I’m convinced the best choice we made when we started making digital
activities was assuming a human would provide some feedback on student
work. When technologists assume that
a computer will provide all the feedback, they constrain their
activities to the limitations of computers rather than their highest
aspirations for student learning.
For example, we knew we wanted students to argue mathematically with written responses. We knew we wanted students to model graphically with handdrawn sketches. We knew we wanted students to represent their opinions mathematically with graphs and equations and numbers.
Written responses, sketches, and opinions are either challenging or impossible for computers to assess in 2017, which is why you don’t find them in a lot of digital math activities.

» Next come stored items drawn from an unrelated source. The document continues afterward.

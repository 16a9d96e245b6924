//! Deterministic candidate selection
//!
//! Verified candidates always beat unverified ones regardless of score;
//! within a tier higher scores win; full ties go to the result that was
//! seen first. No synthesis call, no randomness: the same input set always
//! selects the same winner.

use tracing::info;

use crate::error::{CrucibleError, Result};
use crate::types::WorkerResult;

/// Pick the winning result from what the workers produced
///
/// An empty set is fatal for the whole task; there is nothing sensible to
/// refine or return.
pub fn select_winner(mut results: Vec<WorkerResult>) -> Result<WorkerResult> {
    if results.is_empty() {
        return Err(CrucibleError::NoCandidates(
            "all workers failed or timed out".to_string(),
        ));
    }

    let verified_count = results.iter().filter(|r| r.candidate.verified).count();

    // Stable sort preserves first-seen order on full ties
    results.sort_by(|a, b| {
        b.candidate
            .verified
            .cmp(&a.candidate.verified)
            .then(b.candidate.score.cmp(&a.candidate.score))
    });

    let winner = results.swap_remove(0);
    info!(
        worker_id = winner.worker_id,
        verified = winner.candidate.verified,
        score = winner.candidate.score,
        verified_count,
        total = results.len() + 1,
        "winner selected"
    );
    Ok(winner)
}

#[cfg(test)]
mod tests {
    use super::*;
    use crate::types::Candidate;
    use std::time::Duration;

    fn result(worker_id: usize, verified: bool, score: u8) -> WorkerResult {
        WorkerResult {
            worker_id,
            candidate: Candidate {
                solution: format!("solution {}", worker_id),
                code: None,
                temperature: 0.5,
                verified,
                score,
                error_summary: None,
            },
            attempts: 1,
            elapsed: Duration::from_secs(1),
        }
    }

    #[test]
    fn test_empty_set_is_fatal() {
        let err = select_winner(vec![]).unwrap_err();
        assert!(matches!(err, CrucibleError::NoCandidates(_)));
        assert_eq!(err.reason_code(), "generation_failed");
    }

    #[test]
    fn test_verified_beats_higher_unverified_score() {
        let winner = select_winner(vec![
            result(0, false, 24),
            result(1, true, 10),
        ])
        .unwrap();
        assert_eq!(winner.worker_id, 1);
    }

    #[test]
    fn test_score_breaks_ties_within_tier() {
        let winner = select_winner(vec![
            result(0, true, 12),
            result(1, true, 19),
            result(2, false, 25),
        ])
        .unwrap();
        assert_eq!(winner.worker_id, 1);
    }

    #[test]
    fn test_full_tie_goes_to_first_seen() {
        let winner = select_winner(vec![
            result(2, true, 20),
            result(0, true, 20),
            result(1, true, 20),
        ])
        .unwrap();
        assert_eq!(winner.worker_id, 2);
    }

    #[test]
    fn test_single_result_wins() {
        let winner = select_winner(vec![result(7, false, 0)]).unwrap();
        assert_eq!(winner.worker_id, 7);
    }
}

Up until now, we have only offered automatic feedback on a very small handful of item types – multiple choice, for instance – and then passed the remainder of student work on to the teacher as a resource for class and individual conversations.
We’re certain that was the right place to start. Over the last several months, however, we’ve asked ourselves what we can do to offer teachers more automatic insight into student thinking without sacrificing what we love about our activities.

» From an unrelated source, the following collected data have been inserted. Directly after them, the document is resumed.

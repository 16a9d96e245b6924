//! Session-scoped reflection buffer
//!
//! Lessons learned during one refine loop, injected into later prompts so
//! an iteration does not repeat an earlier iteration's mistake. Bounded to
//! the last few entries and discarded with the session; only the learner
//! can promote a lesson into the durable store.

use tracing::debug;

use crate::types::ReflectionEntry;

/// Keep only the most recent entries to avoid context bloat
const MAX_REFLECTIONS: usize = 5;

/// Generic error classes with canned lessons
const ERROR_LESSONS: &[(&str, &str)] = &[
    ("index", "Check collection bounds before accessing elements"),
    ("bounds", "Check collection bounds before accessing elements"),
    ("key", "Verify the key exists before looking it up"),
    ("type", "Ensure types are compatible before operating on them"),
    ("import", "Use only standard library imports, define helpers inline"),
    ("module", "Do not import project-local modules, implement inline"),
    ("name", "Define every variable before using it"),
    ("undefined", "Define every variable before using it"),
    ("syntax", "Check parentheses, quotes, and indentation"),
    ("attribute", "Verify the object has the method before calling it"),
    ("value", "Validate input data format and range"),
    ("division", "Check the divisor is not zero before dividing"),
    ("zero", "Check the divisor is not zero before dividing"),
    ("timeout", "Avoid unbounded loops; cap iteration counts"),
];

/// Bounded buffer of lessons learned within one session
#[derive(Debug, Default)]
pub struct ReflectionBuffer {
    entries: Vec<ReflectionEntry>,
}

impl ReflectionBuffer {
    pub fn new() -> Self {
        Self::default()
    }

    /// Add a reflection with an explicit lesson
    pub fn add(&mut self, iteration: u32, error: &str, lesson: impl Into<String>) {
        let error_type = classify_error(error);
        let lesson = lesson.into();
        debug!(iteration, error_type = %error_type, "reflection added");

        self.entries.push(ReflectionEntry {
            iteration,
            error_type,
            error_summary: truncate(error, 100),
            lesson,
        });

        if self.entries.len() > MAX_REFLECTIONS {
            let drop = self.entries.len() - MAX_REFLECTIONS;
            self.entries.drain(..drop);
        }
    }

    /// Derive a lesson from the error text itself
    ///
    /// Heuristic matching of common runtime error classes; unknown errors
    /// get a generic review lesson.
    pub fn add_from_error(&mut self, iteration: u32, error: &str) {
        let lower = error.to_lowercase();
        let lesson = ERROR_LESSONS
            .iter()
            .find(|(marker, _)| lower.contains(marker))
            .map(|(_, lesson)| *lesson)
            .unwrap_or("Review the error and fix the root cause");
        self.add(iteration, error, lesson);
    }

    /// Reflections formatted for prompt injection, empty string when none
    pub fn context(&self) -> String {
        if self.entries.is_empty() {
            return String::new();
        }
        let mut lines = vec!["## LESSONS FROM THIS SESSION (do NOT repeat these errors):".to_string()];
        for r in &self.entries {
            lines.push(format!("- Iter {}: {}: {}", r.iteration, r.error_type, r.lesson));
        }
        lines.join("\n")
    }

    pub fn is_empty(&self) -> bool {
        self.entries.is_empty()
    }

    pub fn len(&self) -> usize {
        self.entries.len()
    }

    pub fn entries(&self) -> &[ReflectionEntry] {
        &self.entries
    }
}

/// Pull an error class out of a message like "IndexError: out of range"
fn classify_error(error: &str) -> String {
    error
        .split(':')
        .next()
        .map(|head| head.split_whitespace().last().unwrap_or("Error"))
        .unwrap_or("Error")
        .to_string()
}

fn truncate(s: &str, max: usize) -> String {
    if s.len() <= max {
        s.to_string()
    } else {
        let mut end = max;
        while !s.is_char_boundary(end) {
            end -= 1;
        }
        s[..end].to_string()
    }
}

So we now display one of these five icons on each screen:

Dash: It isn’t possible for students to do any work on this
screen. Save your time and attention for other screens.
 Check: Everything on this screen is correct.

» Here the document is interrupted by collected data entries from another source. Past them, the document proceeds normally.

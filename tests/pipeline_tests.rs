//! End-to-end pipeline scenarios
//!
//! A scripted gateway and a content-keyed stub sandbox drive the full
//! solve path: retrieval, parallel workers, aggregation, refinement, and
//! the failure modes in between.
//!
//! Run with: cargo test --test pipeline_tests

use async_trait::async_trait;
use pretty_assertions::assert_eq;
use std::sync::Arc;
use std::time::Duration;

use crucible::error::{CrucibleError, Result};
use crucible::gateway::{CompletionRequest, InferenceGateway};
use crucible::memory::MemoryOrchestrator;
use crucible::sandbox::{ExecutionReport, ExecutionSandbox};
use crucible::types::{PipelineConfig, Task, TestCase};
use crucible::SolvePipeline;

/// Gateway whose behavior is a pure function of the request, so concurrent
/// workers always see deterministic replies.
struct RuleGateway {
    rules: Box<dyn Fn(&CompletionRequest) -> Result<String> + Send + Sync>,
}

#[async_trait]
impl InferenceGateway for RuleGateway {
    async fn complete(&self, request: &CompletionRequest) -> Result<String> {
        (self.rules)(request)
    }
}

fn gateway<F>(rules: F) -> Arc<RuleGateway>
where
    F: Fn(&CompletionRequest) -> Result<String> + Send + Sync + 'static,
{
    Arc::new(RuleGateway {
        rules: Box::new(rules),
    })
}

/// Sandbox that passes exactly the code containing the marker "ok"
struct MarkerSandbox;

#[async_trait]
impl ExecutionSandbox for MarkerSandbox {
    async fn run(
        &self,
        code: &str,
        _tests: &[TestCase],
        _timeout: Duration,
    ) -> Result<ExecutionReport> {
        if code.contains("ok") {
            Ok(ExecutionReport {
                passed: true,
                output: "2\n".to_string(),
                error: None,
                failures: vec![],
            })
        } else {
            Ok(ExecutionReport {
                passed: false,
                output: String::new(),
                error: Some("IndexError: list index out of range".to_string()),
                failures: vec![],
            })
        }
    }
}

fn task() -> Task {
    Task::with_tests(
        "implement solve(x) returning x + 1",
        vec![TestCase {
            input: "solve(1)".to_string(),
            expected: "2".to_string(),
        }],
    )
}

fn is_generation(req: &CompletionRequest) -> bool {
    req.system
        .as_deref()
        .map(|s| s.starts_with("You are a careful programmer"))
        .unwrap_or(false)
        && !req.prompt.starts_with("The following solution")
}

fn is_evaluation(req: &CompletionRequest) -> bool {
    req.prompt.contains("0-25 rubric")
}

fn pipeline(
    gw: Arc<RuleGateway>,
    config: PipelineConfig,
) -> (SolvePipeline, Arc<MemoryOrchestrator>) {
    let memory = Arc::new(MemoryOrchestrator::open_in_memory().unwrap());
    (
        SolvePipeline::new(gw, Arc::new(MarkerSandbox), memory.clone(), config),
        memory,
    )
}

/// All workers verified with a good score: the refiner never runs and the
/// best-scoring verified candidate wins.
#[tokio::test]
async fn test_verified_high_score_skips_refiner() {
    let gw = gateway(|req| {
        if is_generation(req) {
            // Code content varies by temperature, all pass the sandbox
            Ok(match req.temperature {
                t if t < 0.4 => "```python\nok_a = 1\n```".to_string(),
                t if t < 0.6 => "```python\nok_b = 1\n```".to_string(),
                _ => "```python\nok_c = 1\n```".to_string(),
            })
        } else if is_evaluation(req) {
            Ok(if req.prompt.contains("ok_b") {
                "TOTAL: 20/25".to_string()
            } else {
                "TOTAL: 16/25".to_string()
            })
        } else {
            Ok("RULE: SKIP".to_string())
        }
    });

    let (pipeline, _memory) = pipeline(gw, PipelineConfig::default());
    let solution = pipeline.solve(task()).await.unwrap();

    assert!(solution.verified);
    assert_eq!(solution.score, 20);
    assert_eq!(solution.refine_iterations, 0);
    assert!(solution.candidate.solution.contains("ok_b"));
}

/// A verified low-score candidate beats unverified high scorers, and the
/// refiner then runs because the score is under the confidence threshold.
#[tokio::test]
async fn test_verified_low_score_beats_unverified_and_refines() {
    let gw = gateway(|req| {
        if is_generation(req) {
            Ok(match req.temperature {
                // Only the coolest worker produces passing code
                t if t < 0.4 => "```python\nok_modest = 1\n```".to_string(),
                _ => "```python\nbad = 1\n```".to_string(),
            })
        } else if req.prompt.starts_with("The following solution") {
            // Repairs never fix the bad workers
            Ok("```python\nbad = 2\n```".to_string())
        } else if is_evaluation(req) {
            Ok(if req.prompt.contains("ok_modest") {
                "TOTAL: 19/25".to_string()
            } else {
                "TOTAL: 24/25".to_string()
            })
        } else {
            Ok("RULE: SKIP".to_string())
        }
    });

    let (pipeline, _memory) = pipeline(gw, PipelineConfig::default());
    let solution = pipeline.solve(task()).await.unwrap();

    // The unverified 24-scorers lost to the verified candidate, and the
    // partially-verified pool forced the refiner to run
    assert!(solution.verified);
    assert!(solution.candidate.solution.contains("ok_modest"));
    // First refiner evaluation already clears the acceptable threshold
    assert_eq!(solution.refine_iterations, 0);
    assert_eq!(solution.score, 19);
}

/// Every worker failing is the one fatal aggregation case.
#[tokio::test]
async fn test_all_workers_failing_is_fatal() {
    let gw = gateway(|_req| Err(CrucibleError::Gateway("endpoint down".to_string())));

    let (pipeline, _memory) = pipeline(gw, PipelineConfig::default());
    let err = pipeline.solve(task()).await.unwrap_err();

    assert!(matches!(err, CrucibleError::NoCandidates(_)));
    assert_eq!(err.reason_code(), "generation_failed");
}

/// An unverified winner that never improves exhausts the iteration budget
/// and comes back with the best score seen, not the last.
#[tokio::test]
async fn test_refine_bounded_and_keeps_best() {
    let gw = gateway(|req| {
        if is_generation(req) {
            Ok("```python\nbad = 1\n```".to_string())
        } else if req.prompt.starts_with("The following solution") {
            Ok("```python\nbad = 2\n```".to_string())
        } else if req.prompt.contains("Produce an improved solution") {
            // Refinements keep producing failing code
            Ok("```python\nbad = 3\n```".to_string())
        } else if is_evaluation(req) {
            // First refiner evaluation is the high-water mark
            Ok(if req.prompt.contains("bad = 3") {
                "TOTAL: 6/25".to_string()
            } else {
                "TOTAL: 11/25".to_string()
            })
        } else {
            Ok("RULE: SKIP".to_string())
        }
    });

    let (pipeline, _memory) = pipeline(gw, PipelineConfig::default());
    let solution = pipeline.solve(task()).await.unwrap();

    assert_eq!(solution.refine_iterations, 3);
    assert_eq!(solution.score, 11);
    assert!(!solution.verified);
}

/// A task with no test cases still flows end to end, just unverified.
#[tokio::test]
async fn test_task_without_tests_is_never_verified() {
    let gw = gateway(|req| {
        if is_generation(req) {
            Ok("```python\nok = 1\n```".to_string())
        } else if is_evaluation(req) {
            Ok("TOTAL: 23/25".to_string())
        } else {
            Ok("RULE: SKIP".to_string())
        }
    });

    let (pipeline, _memory) = pipeline(gw, PipelineConfig::default());
    let solution = pipeline
        .solve(Task::new("describe an approach to parsing logs"))
        .await
        .unwrap();

    assert!(!solution.verified);
    // Unverified, so the refiner ran and early-stopped at 23
    assert_eq!(solution.refine_iterations, 0);
    assert_eq!(solution.score, 23);
}

/// Sessions feed memory: a solved task leaves lessons behind that the next
/// retrieval can surface.
#[tokio::test]
async fn test_session_learning_reaches_the_store() {
    let gw = gateway(|req| {
        if is_generation(req) {
            Ok("```python\nok = 1\n```".to_string())
        } else if is_evaluation(req) {
            Ok("TOTAL: 16/25".to_string())
        } else if req.prompt.contains("Extract ONE actionable") {
            Ok("RULE: When computing [value], add explicit bounds checks first".to_string())
        } else {
            Ok("```python\nok = 1\n```".to_string())
        }
    });

    let (pipeline, memory) = pipeline(gw, PipelineConfig::default());
    pipeline.solve(task()).await.unwrap();

    // The learner runs in the background; give the writer a moment to drain
    let deadline = tokio::time::Instant::now() + Duration::from_secs(2);
    loop {
        let stats = memory.store().stats().unwrap();
        if stats.total_memories > 0 {
            break;
        }
        assert!(
            tokio::time::Instant::now() < deadline,
            "learner never wrote a lesson"
        );
        tokio::time::sleep(Duration::from_millis(20)).await;
    }

    let all = memory.store().all().unwrap();
    assert!(all
        .iter()
        .any(|m| m.lesson.contains("bounds checks")));
}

 Cross: Something on this screen is incorrect.

Warning: Something on this screen isn’t merely incorrect but it
indicates the student may have misunderstood the question itself – intervene
ASAP.
 Dot: This screen needs human interpretation.
A few notes about this process:

Lots of student work still falls into that final category. The most
interesting mathematical thinking is still very hard for a computer to
assess. All we can do is shrug and hand it off to much smarter humans.

We are very conservative in our application of correct checks and incorrect
crosses. For example, on our multiple choice + explanation items, we will
never display a check because we have no way of knowing if the explanation
is correct.
 We had to write unique code to display these icons. That meant that across our hundreds of activities and thousands of interactions between students and math, a Desmos faculty member devised a unique definition of “correctness.” Then she applied it, and two other faculty members reviewed it, asking themselves, “Can we really be so certain here? Is this diminishing student thinking at all?”
We can now offer teachers automatic feedback on all kinds of rich mathematical experiences. For one example, we can ask students to create a sinusoid for their partner. Any sinusoid:
The partner then graphs it algebraically.
And we’ll give the teacher automatic feedback, no matter what sinusoid the students originally created!
We realize that a teacher’s time and attention are finite and precious.
We hope that the addition of these icons to our activities will help teachers
spend them wisely.